INPUT:
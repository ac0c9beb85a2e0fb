//! Glossary JSON HTTP API.
//!
//! Serves the synced snapshot to the site front end. Every handler reads
//! the store through the [`Store`] trait, so the router can run against
//! SQLite in production and an in-memory store in tests.
//!
//! # Endpoints
//!
//! | Method | Path | Description |
//! |--------|------|-------------|
//! | `GET` | `/health` | Health check (returns version) |
//! | `GET` | `/api/terms?q=&category=&difficulty=&limit=` | Ranked keyword search |
//! | `GET` | `/api/terms/{id_or_slug}` | Term detail with breadcrumb and related terms |
//! | `GET` | `/api/categories/tree` | Category forest with attached terms |
//! | `GET` | `/api/terms-by-category/{category_id}` | Terms of one category |
//! | `GET` | `/api/index` | Non-empty A–Z / 0-9 groups |
//! | `GET` | `/api/index/{key}` | One index group |
//! | `GET` | `/api/recommended-terms?limit=` | Recommended terms |
//! | `GET` | `/sitemap.xml` | XML sitemap |
//!
//! # Error Contract
//!
//! ```json
//! { "error": { "code": "not_found", "message": "term not found: dns" } }
//! ```
//!
//! Error codes: `bad_request` (400), `not_found` (404), `internal` (500).
//!
//! # CORS
//!
//! All origins, methods, and headers are permitted so a separately hosted
//! front end can call the API.

use axum::{
    extract::{rejection::QueryRejection, Path, Query, State},
    http::{header, StatusCode},
    response::{IntoResponse, Response},
    routing::get,
    Json, Router,
};
use serde::{Deserialize, Serialize};
use std::sync::Arc;
use tower_http::cors::{Any, CorsLayer};

use glossary_core::alphabet::IndexGroup;
use glossary_core::models::Term;
use glossary_core::store::Store;
use glossary_core::tree::CategoryNode;

use crate::categories::{category_terms, category_tree, CategoryTerms};
use crate::config::Config;
use crate::errors::LookupError;
use crate::get::{get_term_detail, TermDetail};
use crate::index::{alphabet_index, index_group};
use crate::recommended::recommended;
use crate::search::{search_terms, SearchQuery, SearchResponse};
use crate::sitemap::build_sitemap;
use crate::sqlite_store::SqliteStore;

/// Shared application state passed to all route handlers via Axum's `State` extractor.
#[derive(Clone)]
pub struct AppState {
    config: Arc<Config>,
    store: Arc<dyn Store>,
}

impl AppState {
    pub fn new(config: Config, store: Arc<dyn Store>) -> Self {
        Self {
            config: Arc::new(config),
            store,
        }
    }
}

/// Build the router with all routes and CORS.
pub fn router(state: AppState) -> Router {
    let cors = CorsLayer::new()
        .allow_origin(Any)
        .allow_methods(Any)
        .allow_headers(Any);

    Router::new()
        .route("/health", get(handle_health))
        .route("/api/terms", get(handle_search))
        .route("/api/terms/{id_or_slug}", get(handle_get_term))
        .route("/api/categories/tree", get(handle_tree))
        .route(
            "/api/terms-by-category/{category_id}",
            get(handle_terms_by_category),
        )
        .route("/api/index", get(handle_index))
        .route("/api/index/{key}", get(handle_index_group))
        .route("/api/recommended-terms", get(handle_recommended))
        .route("/sitemap.xml", get(handle_sitemap))
        .layer(cors)
        .with_state(state)
}

/// Starts the HTTP server.
///
/// Binds to the address configured in `[server].bind` and runs until the
/// process is terminated.
pub async fn run_server(config: &Config) -> anyhow::Result<()> {
    let bind_addr = config.server.bind.clone();
    let store = SqliteStore::connect(config).await?;
    let state = AppState::new(config.clone(), Arc::new(store));

    let listener = tokio::net::TcpListener::bind(&bind_addr).await?;
    tracing::info!(addr = %bind_addr, "server listening");
    println!("Glossary server listening on http://{}", bind_addr);

    axum::serve(listener, router(state)).await?;
    Ok(())
}

// ============ Error response ============

#[derive(Serialize)]
struct ErrorBody {
    error: ErrorDetail,
}

#[derive(Serialize)]
struct ErrorDetail {
    code: String,
    message: String,
}

/// Internal error type that converts into an Axum HTTP response.
#[derive(Debug)]
pub struct AppError {
    status: StatusCode,
    code: &'static str,
    message: String,
}

impl IntoResponse for AppError {
    fn into_response(self) -> Response {
        let body = ErrorBody {
            error: ErrorDetail {
                code: self.code.to_string(),
                message: self.message,
            },
        };
        (self.status, Json(body)).into_response()
    }
}

fn bad_request(message: impl Into<String>) -> AppError {
    AppError {
        status: StatusCode::BAD_REQUEST,
        code: "bad_request",
        message: message.into(),
    }
}

fn not_found(message: impl Into<String>) -> AppError {
    AppError {
        status: StatusCode::NOT_FOUND,
        code: "not_found",
        message: message.into(),
    }
}

fn internal(message: impl Into<String>) -> AppError {
    AppError {
        status: StatusCode::INTERNAL_SERVER_ERROR,
        code: "internal",
        message: message.into(),
    }
}

impl From<anyhow::Error> for AppError {
    fn from(err: anyhow::Error) -> Self {
        match err.downcast_ref::<LookupError>() {
            Some(lookup) if lookup.is_not_found() => not_found(lookup.to_string()),
            Some(lookup) => bad_request(lookup.to_string()),
            None => {
                tracing::error!(error = %format!("{:#}", err), "request failed");
                internal(err.to_string())
            }
        }
    }
}

type ApiResult<T> = Result<Json<T>, AppError>;

// ============ GET /health ============

#[derive(Serialize)]
struct HealthResponse {
    status: String,
    version: String,
}

async fn handle_health() -> Json<HealthResponse> {
    Json(HealthResponse {
        status: "ok".to_string(),
        version: env!("CARGO_PKG_VERSION").to_string(),
    })
}

// ============ GET /api/terms ============

#[derive(Debug, Deserialize)]
struct SearchParams {
    #[serde(default)]
    q: Option<String>,
    #[serde(default)]
    category: Option<String>,
    #[serde(default)]
    difficulty: Option<String>,
    #[serde(default)]
    limit: Option<usize>,
}

async fn handle_search(
    State(state): State<AppState>,
    params: Result<Query<SearchParams>, QueryRejection>,
) -> ApiResult<SearchResponse> {
    let Query(params) = params.map_err(|e| bad_request(e.body_text()))?;
    if params.limit == Some(0) {
        return Err(bad_request("limit must be >= 1"));
    }
    let request = SearchQuery {
        query: params.q.unwrap_or_default(),
        category: params.category,
        difficulty: params.difficulty,
        limit: params.limit,
    };
    let response =
        search_terms(state.store.as_ref(), &request, state.config.search.final_limit).await?;
    Ok(Json(response))
}

// ============ GET /api/terms/{id_or_slug} ============

async fn handle_get_term(
    State(state): State<AppState>,
    Path(id_or_slug): Path<String>,
) -> ApiResult<TermDetail> {
    Ok(Json(get_term_detail(state.store.as_ref(), &id_or_slug).await?))
}

// ============ GET /api/categories/tree ============

#[derive(Serialize)]
struct TreeResponse {
    categories: Vec<CategoryNode>,
}

async fn handle_tree(State(state): State<AppState>) -> ApiResult<TreeResponse> {
    let categories =
        category_tree(state.store.as_ref(), &state.config.tree_options(), true).await?;
    Ok(Json(TreeResponse { categories }))
}

// ============ GET /api/terms-by-category/{category_id} ============

async fn handle_terms_by_category(
    State(state): State<AppState>,
    Path(category_id): Path<String>,
) -> ApiResult<CategoryTerms> {
    Ok(Json(category_terms(state.store.as_ref(), &category_id).await?))
}

// ============ GET /api/index ============

#[derive(Serialize)]
struct IndexResponse {
    groups: Vec<IndexGroup>,
    unindexed: usize,
}

async fn handle_index(State(state): State<AppState>) -> ApiResult<IndexResponse> {
    let index = alphabet_index(state.store.as_ref()).await?;
    let unindexed = index.unindexed;
    let groups = index
        .groups
        .into_iter()
        .filter(|g| !g.terms.is_empty())
        .collect();
    Ok(Json(IndexResponse { groups, unindexed }))
}

async fn handle_index_group(
    State(state): State<AppState>,
    Path(key): Path<String>,
) -> ApiResult<IndexGroup> {
    Ok(Json(index_group(state.store.as_ref(), &key).await?))
}

// ============ GET /api/recommended-terms ============

#[derive(Debug, Deserialize)]
struct RecommendedParams {
    #[serde(default)]
    limit: Option<usize>,
}

#[derive(Serialize)]
struct RecommendedResponse {
    terms: Vec<Term>,
}

async fn handle_recommended(
    State(state): State<AppState>,
    params: Result<Query<RecommendedParams>, QueryRejection>,
) -> ApiResult<RecommendedResponse> {
    let Query(params) = params.map_err(|e| bad_request(e.body_text()))?;
    let limit = params
        .limit
        .unwrap_or(state.config.search.recommended_limit);
    if limit == 0 {
        return Err(bad_request("limit must be >= 1"));
    }
    let terms = recommended(state.store.as_ref(), limit).await?;
    Ok(Json(RecommendedResponse { terms }))
}

// ============ GET /sitemap.xml ============

async fn handle_sitemap(State(state): State<AppState>) -> Result<Response, AppError> {
    let xml = build_sitemap(state.store.as_ref(), &state.config.server.site_url).await?;
    Ok(([(header::CONTENT_TYPE, "application/xml")], xml).into_response())
}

WHAT YOU NEED TO DO: Gather each line in the data that holds the string "impl".

YOUR SOLUTION:
impl AppState {
impl IntoResponse for AppError {
fn bad_request(message: impl Into<String>) -> AppError {
fn not_found(message: impl Into<String>) -> AppError {
fn internal(message: impl Into<String>) -> AppError {
impl From<anyhow::Error> for AppError {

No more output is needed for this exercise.